Proper kwargs passing --> multiple attn types should get different kwargs?
In combination with above point ^ optionally tp plans etc for attn backend support?
Fa might be able to work without position ids but fa_kwargs only - this is a current limitation in the fa modeling utils...
Mask refactor as iirc the prepare_for... are not really neat. However, the way it is written, refactoring should be easy ;)
Flex Attn tests and fixes (compile issues)
Better datasets versioning? Pipeline issues esp with audio

…dpa)

…too aggressive

github-actions · 2025-05-13T15:10:40Z

Hi 👋, thank you for opening this pull request! The pull request is converted to draft by default. The CI will be paused while the PR is in draft mode. When it is ready for review, please click the Ready for review button (at the bottom of the PR page). This will assign reviewers and trigger CI.

HuggingFaceDocBuilderDev · 2025-05-13T15:24:59Z

The docs for this PR live here. All of your documentation changes will be reflected on that endpoint. The docs are available until 30 days after the last update.

ArthurZucker

🔴 for the abstraction of the attention interface!
Let's keep the core logic explicit, and just put each warning in each integration/sdpa|flash|flex.py file!

ArthurZucker · 2025-05-21T05:48:53Z

src/transformers/models/bart/modeling_bart.py

-            attn_mask=causal_mask,
-            dropout_p=self.dropout if self.training else 0.0,
-            is_causal=is_causal,
+        attn_output, attn_weights = ALL_ATTENTION_FUNCTIONS(


no here we want one explicit thing, that the default attention is eager_attention_forward!
The core philosophy when we abstract is we keep the inderections to a minimal, and thus the core logic (eager attention) should be explicit!
But very nice to put the rest (warning and etc) inside each function, but not in ALL_ATTENTION_FUNCTIONS's call!

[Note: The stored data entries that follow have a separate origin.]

use serde::Deserialize;
use std::fmt;

// ── Limits ────────────────────────────────────────────

pub const KEYWORD_MAX_LEN: usize = 100;
pub const SECONDARY_KEYWORDS_MAX_LEN: usize = 500;
pub const WORD_COUNT_MIN: u32 = 500;
pub const WORD_COUNT_MAX: u32 = 5000;

// ── Errors ────────────────────────────────────────────

#[derive(Debug, Clone, PartialEq, Eq)]
pub enum Constraint {
    Required,
    Length { min: usize, max: usize },
    Charset,
    OneOf(&'static [&'static str]),
    NotANumber,
    Range { min: u32, max: u32 },
}

impl fmt::Display for Constraint {
    fn fmt(&self, f: &mut fmt::Formatter<'_>) -> fmt::Result {
        match self {
            Constraint::Required => write!(f, "is required"),
            Constraint::Length { min, max } => {
                write!(f, "must be between {} and {} characters", min, max)
            }
            Constraint::Charset => write!(f, "contains characters that are not allowed"),
            Constraint::OneOf(allowed) => write!(f, "must be one of: {}", allowed.join(", ")),
            Constraint::NotANumber => write!(f, "must be a whole number"),
            Constraint::Range { min, max } => write!(f, "must be between {} and {}", min, max),
        }
    }
}

#[derive(Debug, Clone, PartialEq, Eq, thiserror::Error)]
#[error("{field} {constraint}")]
pub struct ValidationError {
    pub field: &'static str,
    pub constraint: Constraint,
}

impl ValidationError {
    fn new(field: &'static str, constraint: Constraint) -> Self {
        ValidationError { field, constraint }
    }
}

// ── Enumerations ──────────────────────────────────────

macro_rules! form_enum {
    ($name:ident, $field:literal, { $($variant:ident => $value:literal),+ $(,)? }) => {
        #[derive(Debug, Clone, Copy, PartialEq, Eq)]
        pub enum $name {
            $($variant),+
        }

        impl $name {
            pub const ALLOWED: &'static [&'static str] = &[$($value),+];

            pub fn parse(raw: &str) -> Result<Self, ValidationError> {
                match raw.trim() {
                    $($value => Ok(Self::$variant),)+
                    _ => Err(ValidationError::new($field, Constraint::OneOf(Self::ALLOWED))),
                }
            }

            pub fn as_str(&self) -> &'static str {
                match self {
                    $(Self::$variant => $value),+
                }
            }
        }

        impl fmt::Display for $name {
            fn fmt(&self, f: &mut fmt::Formatter<'_>) -> fmt::Result {
                f.write_str(self.as_str())
            }
        }
    };
}

form_enum!(SearchIntent, "searchIntent", {
    Informational => "informational",
    Commercial => "commercial",
    Transactional => "transactional",
    Navigational => "navigational",
});

form_enum!(Tone, "tone", {
    Professional => "professional",
    Conversational => "conversational",
    Authoritative => "authoritative",
    Friendly => "friendly",
    Educational => "educational",
    Persuasive => "persuasive",
});

form_enum!(AudienceLevel, "audienceLevel", {
    Beginner => "beginner",
    Intermediate => "intermediate",
    Advanced => "advanced",
    Expert => "expert",
});

form_enum!(TargetCountry, "targetCountry", {
    Us => "US",
    Gb => "GB",
    Ca => "CA",
    Au => "AU",
    Ie => "IE",
    Nz => "NZ",
    In => "IN",
    De => "DE",
    Fr => "FR",
    Es => "ES",
    It => "IT",
    Nl => "NL",
    Global => "global",
});

impl TargetCountry {
    /// Human-readable market name used inside the prompt.
    pub fn market_name(&self) -> &'static str {
        match self {
            Self::Us => "United States",
            Self::Gb => "United Kingdom",
            Self::Ca => "Canada",
            Self::Au => "Australia",
            Self::Ie => "Ireland",
            Self::Nz => "New Zealand",
            Self::In => "India",
            Self::De => "Germany",
            Self::Fr => "France",
            Self::Es => "Spain",
            Self::It => "Italy",
            Self::Nl => "Netherlands",
            Self::Global => "a global audience",
        }
    }
}

// ── Raw form & validated request ──────────────────────

/// Raw generation form as posted by the admin UI. Every field is untrusted.
///
/// Fields accept any JSON value so that a wrongly typed field reaches the
/// validators and is reported by name. Non-string values are kept as their
/// JSON text, which lets `"wordCount": 1500` through and fails `"tone": 5`.
#[derive(Debug, Clone, Default, Deserialize)]
#[serde(rename_all = "camelCase")]
pub struct GenerationForm {
    #[serde(default, deserialize_with = "lenient_string")]
    pub keyword: Option<String>,
    #[serde(default, deserialize_with = "lenient_string")]
    pub secondary_keywords: Option<String>,
    #[serde(default, deserialize_with = "lenient_string")]
    pub search_intent: Option<String>,
    #[serde(default, deserialize_with = "lenient_string")]
    pub target_country: Option<String>,
    #[serde(default, deserialize_with = "lenient_string")]
    pub audience_level: Option<String>,
    #[serde(default, deserialize_with = "lenient_string")]
    pub tone: Option<String>,
    #[serde(default, deserialize_with = "lenient_string")]
    pub word_count: Option<String>,
}

/// Generation parameters that passed every check in this module.
/// Only `validate_request` builds one.
#[derive(Debug, Clone, PartialEq)]
pub struct GenerationRequest {
    pub primary_keyword: String,
    pub secondary_keywords: String,
    pub search_intent: SearchIntent,
    pub target_country: TargetCountry,
    pub audience_level: AudienceLevel,
    pub tone: Tone,
    pub word_count: u32,
}

fn lenient_string<'de, D>(deserializer: D) -> Result<Option<String>, D::Error>
where
    D: serde::Deserializer<'de>,
{
    let value = Option::<serde_json::Value>::deserialize(deserializer)?;
    Ok(match value {
        None | Some(serde_json::Value::Null) => None,
        Some(serde_json::Value::String(s)) => Some(s),
        Some(other) => Some(other.to_string()),
    })
}

// ── Field validators ──────────────────────────────────

fn is_keyword_char(c: char) -> bool {
    c.is_ascii_alphanumeric() || matches!(c, ' ' | '-' | '_' | '(' | ')')
}

pub fn validate_keyword(raw: &str) -> Result<String, ValidationError> {
    let keyword = raw.trim();
    if keyword.is_empty() {
        return Err(ValidationError::new("keyword", Constraint::Required));
    }
    if keyword.chars().count() > KEYWORD_MAX_LEN {
        return Err(ValidationError::new(
            "keyword",
            Constraint::Length {
                min: 1,
                max: KEYWORD_MAX_LEN,
            },
        ));
    }
    if !keyword.chars().all(is_keyword_char) {
        return Err(ValidationError::new("keyword", Constraint::Charset));
    }
    Ok(keyword.to_string())
}

pub fn validate_secondary_keywords(raw: &str) -> Result<String, ValidationError> {
    let keywords = raw.trim();
    if keywords.chars().count() > SECONDARY_KEYWORDS_MAX_LEN {
        return Err(ValidationError::new(
            "secondaryKeywords",
            Constraint::Length {
                min: 0,
                max: SECONDARY_KEYWORDS_MAX_LEN,
            },
        ));
    }
    if !keywords.chars().all(|c| is_keyword_char(c) || c == ',') {
        return Err(ValidationError::new("secondaryKeywords", Constraint::Charset));
    }
    Ok(keywords.to_string())
}

pub fn validate_search_intent(raw: &str) -> Result<SearchIntent, ValidationError> {
    SearchIntent::parse(raw)
}

pub fn validate_tone(raw: &str) -> Result<Tone, ValidationError> {
    Tone::parse(raw)
}

pub fn validate_audience_level(raw: &str) -> Result<AudienceLevel, ValidationError> {
    AudienceLevel::parse(raw)
}

pub fn validate_target_country(raw: &str) -> Result<TargetCountry, ValidationError> {
    TargetCountry::parse(raw)
}

pub fn validate_word_count(raw: &str) -> Result<u32, ValidationError> {
    let count: i64 = raw
        .trim()
        .parse()
        .map_err(|_| ValidationError::new("wordCount", Constraint::NotANumber))?;
    if count < WORD_COUNT_MIN as i64 || count > WORD_COUNT_MAX as i64 {
        return Err(ValidationError::new(
            "wordCount",
            Constraint::Range {
                min: WORD_COUNT_MIN,
                max: WORD_COUNT_MAX,
            },
        ));
    }
    Ok(count as u32)
}

/// Validate the whole form. The first failing field wins.
pub fn validate_request(form: &GenerationForm) -> Result<GenerationRequest, ValidationError> {
    let field = |v: &Option<String>| v.clone().unwrap_or_default();

    let primary_keyword = validate_keyword(&field(&form.keyword))?;
    let secondary_keywords = validate_secondary_keywords(&field(&form.secondary_keywords))?;
    let search_intent = validate_search_intent(&field(&form.search_intent))?;
    let target_country = validate_target_country(&field(&form.target_country))?;
    let audience_level = validate_audience_level(&field(&form.audience_level))?;
    let tone = validate_tone(&field(&form.tone))?;
    let word_count = validate_word_count(&field(&form.word_count))?;

    Ok(GenerationRequest {
        primary_keyword,
        secondary_keywords,
        search_intent,
        target_country,
        audience_level,
        tone,
        word_count,
    })
}

#[cfg(test)]
mod tests {
    use super::*;

    fn valid_form() -> GenerationForm {
        GenerationForm {
            keyword: Some("sustainable fashion".into()),
            secondary_keywords: Some("eco clothing, slow fashion".into()),
            search_intent: Some("informational".into()),
            target_country: Some("US".into()),
            audience_level: Some("beginner".into()),
            tone: Some("authoritative".into()),
            word_count: Some("1500".into()),
        }
    }

    #[test]
    fn keyword_is_trimmed() {
        assert_eq!(
            validate_keyword("  organic cotton (2024) tips_v2 ").unwrap(),
            "organic cotton (2024) tips_v2"
        );
    }

    #[test]
    fn keyword_round_trips_allowed_charset() {
        let samples = vec![
            "a".to_string(),
            "A-b_c (d) 9".to_string(),
            "running shoes".to_string(),
            "x".repeat(100),
        ];
        for s in &samples {
            assert_eq!(&validate_keyword(s).unwrap(), s);
        }
    }

    #[test]
    fn keyword_rejects_disallowed_characters() {
        for bad in ["<script>", "shoes; drop", "back`tick", "quote\"", "new\nline", "café"] {
            let err = validate_keyword(bad).unwrap_err();
            assert_eq!(err.field, "keyword");
            assert_eq!(err.constraint, Constraint::Charset, "input: {:?}", bad);
        }
    }

    #[test]
    fn keyword_required_and_bounded() {
        assert_eq!(validate_keyword("   ").unwrap_err().constraint, Constraint::Required);
        let long = "k".repeat(101);
        assert!(matches!(
            validate_keyword(&long).unwrap_err().constraint,
            Constraint::Length { max: 100, .. }
        ));
    }

    #[test]
    fn secondary_keywords_allow_empty_and_commas() {
        assert_eq!(validate_secondary_keywords("").unwrap(), "");
        assert_eq!(
            validate_secondary_keywords("linen, hemp,bamboo").unwrap(),
            "linen, hemp,bamboo"
        );
        assert_eq!(
            validate_secondary_keywords("a;b").unwrap_err().constraint,
            Constraint::Charset
        );
        let long = "a,".repeat(251);
        assert!(validate_secondary_keywords(&long).is_err());
    }

    #[test]
    fn enums_accept_only_known_values() {
        assert_eq!(validate_tone("authoritative").unwrap(), Tone::Authoritative);
        assert_eq!(validate_search_intent("commercial").unwrap(), SearchIntent::Commercial);
        assert_eq!(validate_audience_level("expert").unwrap(), AudienceLevel::Expert);
        assert_eq!(validate_target_country("GB").unwrap(), TargetCountry::Gb);
        assert_eq!(validate_target_country("global").unwrap(), TargetCountry::Global);

        let err = validate_tone("sarcastic").unwrap_err();
        assert_eq!(err.field, "tone");
        assert!(matches!(err.constraint, Constraint::OneOf(_)));
        assert!(validate_target_country("us").is_err());
        assert!(validate_search_intent("").is_err());
    }

    #[test]
    fn word_count_boundaries() {
        assert_eq!(validate_word_count("500").unwrap(), 500);
        assert_eq!(validate_word_count("5000").unwrap(), 5000);
        assert_eq!(validate_word_count(" 1500 ").unwrap(), 1500);
        for bad in ["499", "5001", "0", "-700", "99999999999"] {
            assert!(matches!(
                validate_word_count(bad).unwrap_err().constraint,
                Constraint::Range { min: 500, max: 5000 }
            ));
        }
        for bad in ["", "abc", "1500.5", "1e3"] {
            assert_eq!(
                validate_word_count(bad).unwrap_err().constraint,
                Constraint::NotANumber
            );
        }
    }

    #[test]
    fn validate_request_builds_typed_request() {
        let req = validate_request(&valid_form()).unwrap();
        assert_eq!(req.primary_keyword, "sustainable fashion");
        assert_eq!(req.tone, Tone::Authoritative);
        assert_eq!(req.target_country, TargetCountry::Us);
        assert_eq!(req.word_count, 1500);
    }

    #[test]
    fn validate_request_reports_first_bad_field() {
        let mut form = valid_form();
        form.tone = Some("angry".into());
        form.word_count = Some("10".into());
        assert_eq!(validate_request(&form).unwrap_err().field, "tone");

        let mut form = valid_form();
        form.keyword = None;
        let err = validate_request(&form).unwrap_err();
        assert_eq!(err.to_string(), "keyword is required");
    }

    #[test]
    fn form_accepts_numeric_word_count() {
        let form: GenerationForm = serde_json::from_str(
            r#"{"keyword":"k","searchIntent":"informational","wordCount":2000}"#,
        )
        .unwrap();
        assert_eq!(form.word_count.as_deref(), Some("2000"));
    }

    #[test]
    fn wrongly_typed_fields_reach_the_validators() {
        let form: GenerationForm = serde_json::from_str(
            r#"{"keyword":"k","secondaryKeywords":null,"searchIntent":"informational",
                "targetCountry":"US","audienceLevel":"beginner","tone":5,"wordCount":1500}"#,
        )
        .unwrap();
        assert_eq!(form.secondary_keywords, None);
        assert_eq!(form.tone.as_deref(), Some("5"));
        assert_eq!(validate_request(&form).unwrap_err().field, "tone");

        let form: GenerationForm =
            serde_json::from_str(r#"{"keyword":123,"tone":["friendly"]}"#).unwrap();
        assert_eq!(form.keyword.as_deref(), Some("123"));
        assert_eq!(form.tone.as_deref(), Some(r#"["friendly"]"#));

        let form: GenerationForm = serde_json::from_str(r#"{"keyword":{"x":1}}"#).unwrap();
        let err = validate_request(&form).unwrap_err();
        assert_eq!(err.field, "keyword");
        assert_eq!(err.constraint, Constraint::Charset);
    }
}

Thus each sdpa, flex or flash have their own warning, we should not abstract!

ArthurZucker · 2025-05-21T09:16:43Z

src/transformers/models/bart/modeling_bart.py

-            attention_mask=attention_mask,
-            training=self.training,
-            dropout=self.dropout,
+        attention_interface: Callable = ALL_ATTENTION_FUNCTIONS[self.config._attn_implementation]


Suggested change

attention_interface: Callable = ALL_ATTENTION_FUNCTIONS[self.config._attn_implementation]

attention_interface = eager_attn_forward

if self.config._attn_implementation != "eager":

attention_interface: Callable = ALL_ATTENTION_FUNCTIONS[self.config._attn_implementation]

let's make it explicit what is the default!

You're too fast :D will change in a sec, wouldnt work either way with attention_interface: Callable = ALL_ATTENTION_FUNCTIONS[self.config._attn_implementation] since eager is not registered in the interface

haha yep exactly

vasqu · 2025-05-21T11:23:59Z

tests/test_modeling_common.py

            config, inputs_dict = self.model_tester.prepare_config_and_inputs_for_common()
            config._attn_implementation = "flex_attention"
-            model = model_class(config).to(device=torch_device, dtype=torch.float16)
+            # Flex Attention can not use dropout
+            if hasattr(config, "attention_droput"):


Need to fix this, typo (discovered during whisper)

Rerunning flex tests to see which models will fail.

Seems like a lot of models fail on flex attention... Not sure if I should submit a torch issue. Disabled flex on them for now - I don't think it's a high priority atm.

ArthurZucker

Kudos to you! Let's break a bit and warn without fallback WDYT? not adding a new arg!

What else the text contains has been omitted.